Que pensez-vous de la levée des subventions généralisées et à qui profiteront-elles réellement ?

Je pense que l’Etat doit attendre au moins deux ans pour toucher aux subventions des produits de première nécessité (blé, lait, huile, sucre). Avec l’inflation, le pouvoir d’achat ne cesse de se dégrader pour la majorité des ménages.

Mais une chose est sûre, une réforme lisse des transferts sociaux et le passage progressif vers un transfert monétaire aux personnes éligibles est inévitable. Le système actuel de subventions généralisées est insoutenable et inéquitable.

Quelle est votre analyse du rapport de la Banque mondiale sur la situation économique du pays ?

Je pense que ces sombres perspectives annoncées par la Banque mondiale ne sont pas objectivement défendables si nous tenons compte de la tendance globale de l’amélioration progressive et continue des indicateurs macroéconomiques du pays, surtout la stabilisation de la position financière extérieure.

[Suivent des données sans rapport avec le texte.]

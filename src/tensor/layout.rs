//! Layout: shape, strides, and offset for tensor memory layout

use smallvec::SmallVec;
use std::fmt;

/// Stack allocation threshold for dimensions
/// Most tensors have 4 or fewer dimensions, so we stack-allocate up to 4
pub(crate) const STACK_DIMS: usize = 4;

/// Shape type: dimensions of a tensor
pub type Shape = SmallVec<[usize; STACK_DIMS]>;

/// Strides type: element offsets between consecutive elements along each dimension
/// Signed to support negative strides
/// NOTE: Strides are in ELEMENTS, not bytes. Iterator descriptors convert them.
pub type Strides = SmallVec<[isize; STACK_DIMS]>;

/// Layout describes the memory layout of a tensor
///
/// A tensor's elements are stored in a contiguous buffer, but not necessarily
/// in row-major order. The layout specifies how to compute the memory address
/// of any element given its indices.
///
/// Address of element at indices [i0, i1, ..., in]:
///   offset + i0 * strides[0] + i1 * strides[1] + ... + in * strides[n]
#[derive(Clone, PartialEq, Eq)]
pub struct Layout {
    /// Shape: size along each dimension
    shape: Shape,
    /// Strides: offset (in elements) between consecutive elements along each dimension
    strides: Strides,
    /// Offset: starting element index in the underlying storage
    offset: usize,
}

impl Layout {
    /// Create a new contiguous (row-major/C-order) layout from a shape
    ///
    /// # Example
    /// ```
    /// use tensorloop::tensor::Layout;
    /// let layout = Layout::contiguous(&[2, 3, 4]);
    /// assert_eq!(layout.shape(), &[2, 3, 4]);
    /// assert_eq!(layout.strides(), &[12, 4, 1]);
    /// ```
    pub fn contiguous(shape: &[usize]) -> Self {
        let shape: Shape = shape.iter().copied().collect();
        let strides = Self::compute_contiguous_strides(&shape);
        Self {
            shape,
            strides,
            offset: 0,
        }
    }

    /// Create a layout with explicit shape, strides, and offset
    pub fn new(shape: Shape, strides: Strides, offset: usize) -> Self {
        debug_assert_eq!(shape.len(), strides.len());
        Self {
            shape,
            strides,
            offset,
        }
    }

    /// Create a scalar (0-dimensional) layout
    pub fn scalar() -> Self {
        Self {
            shape: SmallVec::new(),
            strides: SmallVec::new(),
            offset: 0,
        }
    }

    /// Compute contiguous strides for a given shape (row-major order)
    fn compute_contiguous_strides(shape: &[usize]) -> Strides {
        let mut strides: Strides = SmallVec::with_capacity(shape.len());
        let mut stride = 1isize;

        // Compute strides from last dimension to first
        for &dim in shape.iter().rev() {
            strides.push(stride);
            stride *= dim.max(1) as isize;
        }

        strides.reverse();
        strides
    }

    /// Get the shape
    #[inline]
    pub fn shape(&self) -> &[usize] {
        &self.shape
    }

    /// Get the strides
    #[inline]
    pub fn strides(&self) -> &[isize] {
        &self.strides
    }

    /// Get the offset
    #[inline]
    pub fn offset(&self) -> usize {
        self.offset
    }

    /// Number of dimensions (rank)
    #[inline]
    pub fn ndim(&self) -> usize {
        self.shape.len()
    }

    /// Total number of elements
    #[inline]
    pub fn elem_count(&self) -> usize {
        self.shape.iter().product()
    }

    /// Check if the tensor is a scalar (0 dimensions)
    #[inline]
    pub fn is_scalar(&self) -> bool {
        self.shape.is_empty()
    }

    /// Check if elements are packed in row-major order.
    ///
    /// Strides of extent-1 dimensions are ignored, since they never
    /// contribute to an address. The offset may be nonzero.
    pub fn is_contiguous(&self) -> bool {
        let expected = Self::compute_contiguous_strides(&self.shape);
        self.shape
            .iter()
            .zip(self.strides.iter().zip(expected.iter()))
            .all(|(&dim, (&st, &exp))| dim <= 1 || st == exp)
    }

    /// Normalize a dimension index (handle negative indices)
    pub fn normalize_dim(&self, d: isize) -> Option<usize> {
        let ndim = self.ndim() as isize;
        let idx = if d < 0 { ndim + d } else { d };
        if idx >= 0 && idx < ndim {
            Some(idx as usize)
        } else {
            None
        }
    }

    /// Smallest and largest element offsets reachable by this view.
    ///
    /// Returns `None` for an empty view, which addresses no memory.
    pub fn offset_range(&self) -> Option<(isize, isize)> {
        if self.elem_count() == 0 {
            return None;
        }
        let mut lo = self.offset as isize;
        let mut hi = self.offset as isize;
        for (&dim, &st) in self.shape.iter().zip(self.strides.iter()) {
            let span = (dim as isize - 1) * st;
            if span < 0 {
                lo += span;
            } else {
                hi += span;
            }
        }
        Some((lo, hi))
    }

    /// Create a transposed layout (swap two dimensions)
    pub fn transpose(&self, dim0: isize, dim1: isize) -> Option<Self> {
        let d0 = self.normalize_dim(dim0)?;
        let d1 = self.normalize_dim(dim1)?;

        let mut new_shape = self.shape.clone();
        let mut new_strides = self.strides.clone();

        new_shape.swap(d0, d1);
        new_strides.swap(d0, d1);

        Some(Self {
            shape: new_shape,
            strides: new_strides,
            offset: self.offset,
        })
    }

    /// Restrict dimension `dim` to `start..start + len`
    pub fn narrow(&self, dim: isize, start: usize, len: usize) -> Option<Self> {
        let d = self.normalize_dim(dim)?;
        if start.checked_add(len)? > self.shape[d] {
            return None;
        }

        let mut new_shape = self.shape.clone();
        new_shape[d] = len;
        let shifted = self.offset as isize + start as isize * self.strides[d];
        if shifted < 0 {
            return None;
        }

        Some(Self {
            shape: new_shape,
            strides: self.strides.clone(),
            offset: shifted as usize,
        })
    }

    /// Create a broadcast layout to a target shape
    ///
    /// Returns None if shapes are not broadcastable
    pub fn broadcast_to(&self, target: &[usize]) -> Option<Self> {
        if target.len() < self.ndim() {
            return None;
        }

        let mut new_shape = Shape::new();
        let mut new_strides = Strides::new();

        // Pad with leading 1s
        let pad = target.len() - self.ndim();
        for &t in &target[..pad] {
            new_shape.push(t);
            new_strides.push(0); // Stride 0 for broadcast dimensions
        }

        // Check compatibility and compute strides
        for ((&s, &st), &t) in self
            .shape
            .iter()
            .zip(self.strides.iter())
            .zip(&target[pad..])
        {
            if s == t {
                new_shape.push(t);
                new_strides.push(st);
            } else if s == 1 {
                new_shape.push(t);
                new_strides.push(0); // Broadcast: stride 0
            } else {
                return None; // Incompatible shapes
            }
        }

        Some(Self::new(new_shape, new_strides, self.offset))
    }

    /// Whether two logical elements may share an address.
    ///
    /// Dimensions of extent > 1 are sorted by absolute stride; each stride
    /// must clear the span of every smaller dimension. Layouts that
    /// interleave without overlapping fail this test and are reported as
    /// overlapping.
    pub fn has_internal_overlap(&self) -> bool {
        if self.elem_count() <= 1 {
            return false;
        }
        let mut dims: SmallVec<[(usize, usize); STACK_DIMS]> = self
            .shape
            .iter()
            .zip(self.strides.iter())
            .filter(|&(&dim, _)| dim > 1)
            .map(|(&dim, &st)| (dim, st.unsigned_abs()))
            .collect();
        dims.sort_unstable_by_key(|&(_, st)| st);

        let mut span = 0usize;
        for (dim, st) in dims {
            if st <= span {
                return true;
            }
            span = match st.checked_mul(dim - 1).and_then(|s| s.checked_add(span)) {
                Some(span) => span,
                None => return true,
            };
        }
        false
    }

    /// Visit the element offset of every logical element in row-major order
    pub fn for_each_offset(&self, mut f: impl FnMut(isize)) {
        let numel = self.elem_count();
        if numel == 0 {
            return;
        }

        let mut indices: SmallVec<[usize; STACK_DIMS]> = SmallVec::from_elem(0, self.ndim());
        let mut current = self.offset as isize;

        for _ in 0..numel {
            f(current);

            // Increment indices (row-major order)
            for dim in (0..self.ndim()).rev() {
                indices[dim] += 1;
                current += self.strides[dim];
                if indices[dim] < self.shape[dim] {
                    break;
                }
                current -= self.strides[dim] * self.shape[dim] as isize;
                indices[dim] = 0;
            }
        }
    }
}

impl fmt::Debug for Layout {
    fn fmt(&self, f: &mut fmt::Formatter<'_>) -> fmt::Result {
        write!(
            f,
            "Layout {{ shape: {:?}, strides: {:?}, offset: {} }}",
            self.shape.as_slice(),
            self.strides.as_slice(),
            self.offset
        )
    }
}

impl fmt::Display for Layout {
    fn fmt(&self, f: &mut fmt::Formatter<'_>) -> fmt::Result {
        write!(f, "{:?}", self.shape.as_slice())
    }
}

/// Element count of `shape`, or `None` if it overflows `usize`
pub fn checked_elem_count(shape: &[usize]) -> Option<usize> {
    shape.iter().try_fold(1usize, |acc, &dim| acc.checked_mul(dim))
}

/// Compute the broadcast shape of two shapes
pub fn broadcast_shapes(a: &[usize], b: &[usize]) -> Option<Shape> {
    let max_ndim = a.len().max(b.len());
    let mut result = Shape::with_capacity(max_ndim);

    for i in 0..max_ndim {
        let a_dim = if i < a.len() { a[a.len() - 1 - i] } else { 1 };
        let b_dim = if i < b.len() { b[b.len() - 1 - i] } else { 1 };

        if a_dim == b_dim {
            result.push(a_dim);
        } else if a_dim == 1 {
            result.push(b_dim);
        } else if b_dim == 1 {
            result.push(a_dim);
        } else {
            return None; // Incompatible shapes
        }
    }

    result.reverse();
    Some(result)
}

En effet, la croissance économique a enregistré un rebond de 6% au deuxième semestre 2021, la balance commerciale a enregistré un excédent de 1,4 milliard de dollars durant les 9 premiers mois de l’année en cours (2021). Alors qu’elle était déficitaire l’année précédente de plusieurs milliards de dollars.

Le déficit global de la balance des paiements a été également réduit considérablement cette année, soit une réduction du déficit de 8,9 milliards de dollars. Les réserves de change ont été aussi stabilisées à 44 milliards de dollars.

Ce qui annonce une certaine maîtrise non négligeable des importations et l’amélioration des exportations hors hydrocarbures. La loi de finance 2022 a inscrit 3 589 milliards de dinars de crédits de paiements pour la section investissement. C’est une commande publique considérable susceptible de relancer la croissance économique.

La tendance des prix du baril est également haussière pour 2022, ce qui va améliorer un peu plus les équilibres macroéconomiques et réduire le déficit global du budget avec l’amélioration des recettes de la fiscalité pétrolière.